ESRogs 18 Mar 2018 21:24 UTC
4 points
Suppose nature is showing you true sentences one at a time. Model them as drawn randomly from a fixed distribution $μ (S)$ , but enforcing propositional consistency.
Does this mean nature has to in fact be showing me sentences sampled from this fixed distribution, or am I just pretending that that’s what it’s doing when I update my prior?
Does this work when sentences are shown to me in an adversarial order?

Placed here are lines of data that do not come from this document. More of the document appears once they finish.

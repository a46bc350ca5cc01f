//! AssessmentStore trait and in-memory implementation
//!
//! The store abstraction collapses the local/remote persistence split into a
//! single interface selected once at startup; the core never branches on
//! which backend is active. Writes are best-effort from the caller's point
//! of view: a failed save is surfaced as a warning, never a rollback.

use std::collections::HashMap;
use std::sync::atomic::{AtomicBool, Ordering};

use async_trait::async_trait;
use tokio::sync::RwLock;

use crate::assessment::Assessment;
use crate::error::StoreError;

/// Durable storage for assessments
#[async_trait]
pub trait AssessmentStore: Send + Sync {
    /// Insert or replace an assessment
    async fn save(&self, assessment: &Assessment) -> Result<(), StoreError>;

    /// Load an assessment by id; `Ok(None)` when the id does not resolve
    async fn get(&self, id: &str) -> Result<Option<Assessment>, StoreError>;

    /// Load every stored assessment
    async fn get_all(&self) -> Result<Vec<Assessment>, StoreError>;

    /// Delete an assessment; false when it did not exist
    async fn delete(&self, id: &str) -> Result<bool, StoreError>;
}

/// In-memory store, for tests
///
/// `fail_saves` makes every subsequent save return an error, to exercise
/// the best-effort persistence path.
#[derive(Default)]
pub struct MemoryAssessmentStore {
    assessments: RwLock<HashMap<String, Assessment>>,
    failing: AtomicBool,
}

impl MemoryAssessmentStore {
    pub fn new() -> Self {
        Self::default()
    }

    /// Toggle simulated backend failure for saves
    pub fn fail_saves(&self, failing: bool) {
        self.failing.store(failing, Ordering::SeqCst);
    }

    /// Number of stored assessments
    pub async fn count(&self) -> usize {
        self.assessments.read().await.len()
    }
}

#[async_trait]
impl AssessmentStore for MemoryAssessmentStore {
    async fn save(&self, assessment: &Assessment) -> Result<(), StoreError> {
        if self.failing.load(Ordering::SeqCst) {
            return Err(StoreError::Backend("simulated save failure".to_string()));
        }
        self.assessments
            .write()
            .await
            .insert(assessment.id.clone(), assessment.clone());
        Ok(())
    }

    async fn get(&self, id: &str) -> Result<Option<Assessment>, StoreError> {
        Ok(self.assessments.read().await.get(id).cloned())
    }

    async fn get_all(&self) -> Result<Vec<Assessment>, StoreError> {
        let mut all: Vec<_> = self.assessments.read().await.values().cloned().collect();
        all.sort_by(|a, b| a.created_at.cmp(&b.created_at));
        Ok(all)
    }

    async fn delete(&self, id: &str) -> Result<bool, StoreError> {
        Ok(self.assessments.write().await.remove(id).is_some())
    }
}
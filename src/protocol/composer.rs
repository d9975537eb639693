//! Chunk stream decoder
//!
//! Reassembles interleaved chunks into whole messages and hands each
//! completed message to a callback with its absolute timestamp
//! maintained. State is kept per chunk stream ID, so concurrent message
//! streams inside one connection demultiplex correctly.
//!
//! Chunk layout (Section 5.3.1):
//! ```text
//! +--------------+----------------------+--------------------+---------+
//! | Basic Header | Message Header       | Extended Timestamp | Payload |
//! | (1-3 bytes)  | (0/3/7/11 bytes)     | (0 or 4 bytes)     |         |
//! +--------------+----------------------+--------------------+---------+
//! ```
//!
//! The payload buffer handed to the callback is reused for the next
//! message on the same chunk stream; callers must copy what they keep.

use std::collections::HashMap;

use bytes::BytesMut;
use tokio::io::{AsyncRead, AsyncReadExt};

use crate::error::{ProtocolError, Result};

use super::constants::{DEFAULT_CHUNK_SIZE, MAX_TIMESTAMP_IN_HEADER, TYPEID_SET_CHUNK_SIZE};
use super::message::MessageHeader;

/// Per-csid reassembly state
#[derive(Debug, Default)]
struct ChunkStream {
    header: MessageHeader,
    payload: BytesMut,
    /// Set when this message's absolute timestamp has already been
    /// established (fmt 0, or an extended delta applied in place), so the
    /// terminal chunk must not add the delta again.
    delta_applied: bool,
}

/// Stateful chunk-to-message decoder
///
/// One composer per connection direction. `run_loop` blocks on the
/// reader and invokes the callback synchronously for every completed
/// message. Any I/O error or structural violation terminates the loop
/// and the composer must not be reused afterwards.
pub struct ChunkComposer {
    peer_chunk_size: u32,
    csid2stream: HashMap<u32, ChunkStream>,
}

impl ChunkComposer {
    pub fn new() -> Self {
        Self {
            peer_chunk_size: DEFAULT_CHUNK_SIZE,
            csid2stream: HashMap::new(),
        }
    }

    /// Override the peer chunk size, e.g. when it was negotiated before
    /// this composer took over the connection
    pub fn set_peer_chunk_size(&mut self, val: u32) {
        self.peer_chunk_size = val;
    }

    /// Read chunks until the source fails, invoking `on_message` for
    /// every reassembled message
    ///
    /// SetChunkSize control messages (type 1) are applied to subsequent
    /// payload slicing before being passed on to the callback like any
    /// other message.
    pub async fn run_loop<R, F>(&mut self, reader: &mut R, mut on_message: F) -> Result<()>
    where
        R: AsyncRead + Unpin,
        F: FnMut(&MessageHeader, &[u8]) -> Result<()>,
    {
        let mut bootstrap = [0u8; 11];

        loop {
            // 5.3.1.1 Basic Header: fmt and (possibly extended) csid
            reader.read_exact(&mut bootstrap[..1]).await?;
            let fmt = (bootstrap[0] >> 6) & 0x03;
            let mut csid = u32::from(bootstrap[0] & 0x3f);

            match csid {
                0 => {
                    reader.read_exact(&mut bootstrap[..1]).await?;
                    csid = 64 + u32::from(bootstrap[0]);
                }
                1 => {
                    reader.read_exact(&mut bootstrap[..2]).await?;
                    csid = 64 + u32::from(bootstrap[0]) + u32::from(bootstrap[1]) * 256;
                }
                _ => {}
            }

            let stream = self.csid2stream.entry(csid).or_default();

            // 5.3.1.2 Message Header, variable size depending on fmt
            match fmt {
                0 => {
                    reader.read_exact(&mut bootstrap[..11]).await?;
                    stream.header.timestamp = be_u24(&bootstrap);
                    stream.header.timestamp_abs = stream.header.timestamp;
                    stream.delta_applied = true;
                    stream.header.msg_len = be_u24(&bootstrap[3..]);
                    stream.header.msg_type_id = bootstrap[6];
                    stream.header.msg_stream_id = le_u32(&bootstrap[7..]) as i32;

                    stream.payload.reserve(stream.header.msg_len as usize);
                }
                1 => {
                    reader.read_exact(&mut bootstrap[..7]).await?;
                    // relative timestamp, applied once per message below
                    stream.header.timestamp = be_u24(&bootstrap);
                    stream.header.msg_len = be_u24(&bootstrap[3..]);
                    stream.header.msg_type_id = bootstrap[6];

                    stream.payload.reserve(stream.header.msg_len as usize);
                }
                2 => {
                    reader.read_exact(&mut bootstrap[..3]).await?;
                    stream.header.timestamp = be_u24(&bootstrap);
                }
                _ => {}
            }

            // 5.3.1.3 Extended Timestamp. Some producers keep sending the
            // 4-byte field on fmt-3 continuations after an extended
            // timestamp, so the sentinel comparison is `>=` rather than
            // `==`.
            if stream.header.timestamp >= MAX_TIMESTAMP_IN_HEADER {
                reader.read_exact(&mut bootstrap[..4]).await?;
                let ext = u32::from_be_bytes([bootstrap[0], bootstrap[1], bootstrap[2], bootstrap[3]]);
                stream.header.timestamp = ext;
                match fmt {
                    0 => {
                        stream.header.timestamp_abs = ext;
                    }
                    1 | 2 => {
                        // the sentinel already sat in the delta field; the
                        // effective delta is what the extended field adds
                        // beyond it
                        stream.header.timestamp_abs = stream
                            .header
                            .timestamp_abs
                            .wrapping_sub(MAX_TIMESTAMP_IN_HEADER)
                            .wrapping_add(ext);
                        stream.delta_applied = true;
                    }
                    _ => {}
                }
            }

            // payload slice of this chunk
            let needed = if stream.header.msg_len <= self.peer_chunk_size {
                stream.header.msg_len
            } else {
                let accumulated = stream.payload.len() as u32;
                let remaining = stream.header.msg_len.checked_sub(accumulated).ok_or(
                    ProtocolError::LengthOverrun {
                        accumulated,
                        declared: stream.header.msg_len,
                    },
                )?;
                remaining.min(self.peer_chunk_size)
            };

            let start = stream.payload.len();
            stream.payload.resize(start + needed as usize, 0);
            reader.read_exact(&mut stream.payload[start..]).await?;

            if (stream.payload.len() as u32) > stream.header.msg_len {
                return Err(ProtocolError::LengthOverrun {
                    accumulated: stream.payload.len() as u32,
                    declared: stream.header.msg_len,
                }
                .into());
            }

            if stream.payload.len() as u32 == stream.header.msg_len {
                if stream.header.msg_type_id == TYPEID_SET_CHUNK_SIZE {
                    if stream.payload.len() < 4 {
                        return Err(ProtocolError::ControlTooShort {
                            type_id: TYPEID_SET_CHUNK_SIZE,
                            len: stream.payload.len(),
                        }
                        .into());
                    }
                    self.peer_chunk_size = u32::from_be_bytes([
                        stream.payload[0],
                        stream.payload[1],
                        stream.payload[2],
                        stream.payload[3],
                    ]);
                }

                stream.header.csid = csid;
                if !stream.delta_applied {
                    // the delta counts once per message, on the terminal
                    // chunk
                    stream.header.timestamp_abs = stream
                        .header
                        .timestamp_abs
                        .wrapping_add(stream.header.timestamp);
                }
                stream.delta_applied = false;

                on_message(&stream.header, &stream.payload)?;
                stream.payload.clear();
            }
        }
    }
}

impl Default for ChunkComposer {
    fn default() -> Self {
        Self::new()
    }
}

fn be_u24(b: &[u8]) -> u32 {
    (u32::from(b[0]) << 16) | (u32::from(b[1]) << 8) | u32::from(b[2])
}

fn le_u32(b: &[u8]) -> u32 {
    u32::from_le_bytes([b[0], b[1], b[2], b[3]])
}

- Diffractor 22 Mar 2018 1:06 UTC
  10 points
  Parent
  You’re pretending that it’s what nature is doing what you update your prior. It works when sentences are shown to you in an adversarial order, but there’s the weird aspect that this prior expects the sentences to go back to being drawn from some fixed distribution afterwards. It doesn’t do a thing where it goes “ah, I’m seeing a bunch of blue blocks selectively revealed, even though I think there’s a bunch of red blocks, the next block I’ll have revealed will probably be blue”. Instead, it just sticks with its prior on red and blue blocks.
Elo 17 Mar 2018 0:05 UTC
3 points
Do the pictures load for other people? Because they don’t load for me.
- Elo 17 Mar 2018 0:06 UTC
  4 points
  Parent
  Oh wait. Just that browser.
jimrandomh 9 May 2018 19:33 UTC
2 points
Many (though not all) of the images are broken links right now. Could we get them re-uploaded somewhere else?
- Ben Pace 10 May 2018 13:02 UTC
  2 points
  Parent
  I just tried to fix that, and also the spacing issues. Let me know if it’s still broken.
romeostevensit 1 Apr 2018 17:17 UTC
2 points
Has trolling people into providing untrollable models been reused? Seems worth trying.